Mon refuge parfois, c’est seulement l’imaginaire.

La vérité, c’est qu’il y a des moments dans l’histoire, des moments comme celui que nous vivons, où tout ce qui empêche l’homme de désespérer, tout ce qui lui permet de croire et de continuer à vivre, à besoin d’une cachette, d’un refuge.

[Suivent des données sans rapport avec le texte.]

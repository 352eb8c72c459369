//! Headless driver for the constellation effect
//!
//! Sweeps a synthetic pointer over the point field at 60 fps, logs link
//! statistics and prints the final render frame as JSON.
//!
//! Run with: cargo run --features cli --bin starfolio-cli

#[cfg(not(target_arch = "wasm32"))]
mod sim {
    use std::future::Future;
    use std::time::Duration;

    use glam::Vec2;
    use starfolio::core::Constellation;
    use starfolio::time::{now_seconds, FrameClock};
    use tokio::time::MissedTickBehavior;
    use tracing::{info, warn};

    const FPS: f64 = 60.0;
    const STATS_EVERY: Duration = Duration::from_secs(5);

    /// Totals for one simulation run
    #[derive(Debug, Default)]
    pub struct Stats {
        pub frames: u64,
        pub activations: u64,
        pub links: u64,
        pub peak: usize,
    }

    /// Lissajous sweep across most of the viewport
    pub fn pointer_at(frame: u64) -> Vec2 {
        let t = frame as f32 / FPS as f32;
        Vec2::new(0.8 * (1.3 * t).sin(), 0.7 * (1.7 * t + 0.5).sin())
    }

    /// Tick `constellation` at 60 fps until `max_frames` (0 = unbounded) or
    /// until `shutdown` resolves. `shutdown` is pinned once and polled on
    /// every pass, so a signal between frames is not lost.
    pub async fn simulate(
        constellation: &mut Constellation,
        max_frames: u64,
        shutdown: impl Future<Output = ()>,
    ) -> Stats {
        tokio::pin!(shutdown);

        let mut clock = FrameClock::new();
        let mut frame_interval = tokio::time::interval(Duration::from_secs_f64(1.0 / FPS));
        frame_interval.set_missed_tick_behavior(MissedTickBehavior::Skip);
        let mut stats_interval = tokio::time::interval(STATS_EVERY);
        stats_interval.tick().await;

        let mut stats = Stats::default();
        let mut links_last_interval = 0u64;

        loop {
            tokio::select! {
                _ = &mut shutdown => {
                    warn!(frame = stats.frames, "Interrupted");
                    break;
                }
                _ = frame_interval.tick() => {
                    clock.tick(now_seconds());

                    let outcome = constellation.tick(pointer_at(stats.frames));
                    stats.activations += outcome.activated.is_some() as u64;
                    if outcome.created.is_some() {
                        stats.links += 1;
                        links_last_interval += 1;
                    }
                    stats.peak = stats.peak.max(constellation.segment_count());

                    stats.frames += 1;
                    if max_frames > 0 && stats.frames >= max_frames {
                        break;
                    }
                }
                _ = stats_interval.tick() => {
                    info!(
                        frame = stats.frames,
                        fps = format!("{:.1}", clock.fps()),
                        live = constellation.segment_count(),
                        links = stats.links,
                        per_sec = format!("{:.1}", links_last_interval as f64 / STATS_EVERY.as_secs_f64()),
                        "stats"
                    );
                    links_last_interval = 0;
                }
            }
        }
        stats
    }

}

#[cfg(not(target_arch = "wasm32"))]
#[tokio::main]
async fn main() -> Result<(), Box<dyn std::error::Error>> {
    use starfolio::core::{Constellation, ConstellationConfig, OrbitCamera};
    use tracing::info;
    use tracing_subscriber::{fmt, EnvFilter};

    const ASPECT: f32 = 16.0 / 9.0;

    let filter = EnvFilter::try_from_default_env()
        .unwrap_or_else(|_| EnvFilter::new("info,starfolio=debug"));
    fmt().with_env_filter(filter).with_target(true).init();

    let mut config = match std::env::var("STARFOLIO_CONFIG") {
        Ok(path) => ConstellationConfig::load(&path)?,
        Err(_) => ConstellationConfig::default(),
    };
    if let Ok(seed) = std::env::var("STARFOLIO_SEED") {
        config.seed = Some(seed.parse()?);
    }
    let max_frames: u64 = match std::env::var("STARFOLIO_FRAMES") {
        Ok(n) => n.parse()?,
        Err(_) => 600,
    };

    let camera = OrbitCamera::new(&config.camera);
    let mut rng = config.rng();
    let mut constellation = Constellation::generate(&config, camera.viewport(ASPECT), &mut rng);
    info!(
        points = constellation.field().len(),
        radius = config.activation_radius,
        cap = constellation.max_segments(),
        frames = max_frames,
        seed = ?config.seed,
        "Simulating"
    );

    let ctrl_c = async {
        let _ = tokio::signal::ctrl_c().await;
    };
    let stats = sim::simulate(&mut constellation, max_frames, ctrl_c).await;

    info!(
        frame = stats.frames,
        activations = stats.activations,
        links = stats.links,
        peak = stats.peak,
        live = constellation.segment_count(),
        "Done"
    );
    println!("{}", serde_json::to_string_pretty(&constellation.render_frame())?);
    Ok(())
}

#[cfg(target_arch = "wasm32")]
fn main() {}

Ce refuge parfois, c’est seulement une chanson, un poème, une musique, un livre.

Romain Gary

Cette nuit la lune m’a sourit.

Elle est venue dans la douceur.

Elle m’a promis la lune, mon amie

 ma compagne de toujours de conduire mes pas

du lever du jour jusqu’à la nuit

Dans l’euphorie, dans la douceur de l’amour

Elle a répandu des étoiles sur mon chemin de l’espoir.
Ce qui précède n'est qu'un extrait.